**REQUIREMENT:** In the data below, how many lines contain the string "crate"? Give only the figure.

**DATA FOR REVIEW:**
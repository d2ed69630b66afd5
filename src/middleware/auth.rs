use crate::core::AppError;
use actix_web::{
    dev::{forward_ready, Service, ServiceRequest, ServiceResponse, Transform},
    Error, HttpMessage,
};
use argon2::{Argon2, PasswordHash, PasswordVerifier};
use futures_util::future::LocalBoxFuture;
use sha2::{Digest, Sha256};
use sqlx::MySqlPool;
use std::future::{ready, Ready};
use std::rc::Rc;

/// Dashboard API key authentication middleware
pub struct ApiKeyAuth {
    pool: MySqlPool,
}

impl ApiKeyAuth {
    pub fn new(pool: MySqlPool) -> Self {
        Self { pool }
    }
}

impl<S, B> Transform<S, ServiceRequest> for ApiKeyAuth
where
    S: Service<ServiceRequest, Response = ServiceResponse<B>, Error = Error> + 'static,
    S::Future: 'static,
    B: 'static,
{
    type Response = ServiceResponse<B>;
    type Error = Error;
    type InitError = ();
    type Transform = ApiKeyAuthMiddleware<S>;
    type Future = Ready<std::result::Result<Self::Transform, Self::InitError>>;

    fn new_transform(&self, service: S) -> Self::Future {
        ready(Ok(ApiKeyAuthMiddleware {
            service: Rc::new(service),
            pool: self.pool.clone(),
        }))
    }
}

pub struct ApiKeyAuthMiddleware<S> {
    service: Rc<S>,
    pool: MySqlPool,
}

impl<S, B> Service<ServiceRequest> for ApiKeyAuthMiddleware<S>
where
    S: Service<ServiceRequest, Response = ServiceResponse<B>, Error = Error> + 'static,
    S::Future: 'static,
    B: 'static,
{
    type Response = ServiceResponse<B>;
    type Error = Error;
    type Future = LocalBoxFuture<'static, std::result::Result<Self::Response, Self::Error>>;

    forward_ready!(service);

    fn call(&self, req: ServiceRequest) -> Self::Future {
        let svc = self.service.clone();
        let pool = self.pool.clone();

        Box::pin(async move {
            // Health probes and the index stay public
            let path = req.path();
            if path == "/health" || path == "/ready" || path == "/" {
                return svc.call(req).await;
            }

            // Extract API key from X-API-Key header
            let api_key = req
                .headers()
                .get("X-API-Key")
                .and_then(|h| h.to_str().ok())
                .ok_or_else(|| Error::from(AppError::unauthorized("Missing X-API-Key header")))?;

            let api_key_record = validate_api_key(&pool, api_key).await.map_err(Error::from)?;

            // Handlers read the restaurant scope out of request extensions
            req.extensions_mut()
                .insert(api_key_record.restaurant_id.clone());
            req.extensions_mut().insert(api_key_record);

            svc.call(req).await
        })
    }
}

#[derive(Debug, Clone)]
pub struct ApiKeyRecord {
    pub id: String,
    pub restaurant_id: String,
    pub is_active: bool,
}

#[derive(Debug, sqlx::FromRow)]
struct ApiKeyRow {
    id: String,
    restaurant_id: String,
    is_active: bool,
    key_hash: String,
}

async fn validate_api_key(pool: &MySqlPool, api_key: &str) -> crate::core::Result<ApiKeyRecord> {
    // The argon2 hash is salted and cannot be queried by equality, so rows
    // carry a deterministic SHA-256 digest for lookup. The digest narrows
    // to one candidate; the salted hash still decides.
    let row = sqlx::query_as::<_, ApiKeyRow>(
        r#"
        SELECT id, restaurant_id, is_active, key_hash
        FROM api_keys
        WHERE key_digest = ? AND is_active = TRUE
        LIMIT 1
        "#,
    )
    .bind(digest_api_key(api_key))
    .fetch_optional(pool)
    .await
    .map_err(AppError::Database)?
    .ok_or_else(|| AppError::unauthorized("Invalid API key"))?;

    if !verify_api_key(api_key, &row.key_hash)? {
        return Err(AppError::unauthorized("Invalid API key"));
    }

    // Update last_used_at timestamp (fire and forget)
    let _ = sqlx::query("UPDATE api_keys SET last_used_at = NOW() WHERE id = ?")
        .bind(&row.id)
        .execute(pool)
        .await;

    Ok(ApiKeyRecord {
        id: row.id,
        restaurant_id: row.restaurant_id,
        is_active: row.is_active,
    })
}

/// Deterministic lookup digest stored alongside the argon2 hash
pub fn digest_api_key(api_key: &str) -> String {
    hex::encode(Sha256::digest(api_key.as_bytes()))
}

/// Hash an API key with Argon2 before persisting it
pub fn hash_api_key(api_key: &str) -> crate::core::Result<String> {
    use argon2::{
        password_hash::{rand_core::OsRng, PasswordHasher, SaltString},
        Argon2,
    };

    let salt = SaltString::generate(&mut OsRng);
    let argon2 = Argon2::default();

    argon2
        .hash_password(api_key.as_bytes(), &salt)
        .map(|hash| hash.to_string())
        .map_err(|e| AppError::internal(format!("Failed to hash API key: {}", e)))
}

/// Verify an API key against a stored Argon2 hash
pub fn verify_api_key(api_key: &str, hash: &str) -> crate::core::Result<bool> {
    let parsed_hash = PasswordHash::new(hash)
        .map_err(|e| AppError::internal(format!("Invalid hash format: {}", e)))?;

    let argon2 = Argon2::default();

    Ok(argon2
        .verify_password(api_key.as_bytes(), &parsed_hash)
        .is_ok())
}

**WORKED SOLUTION:** 4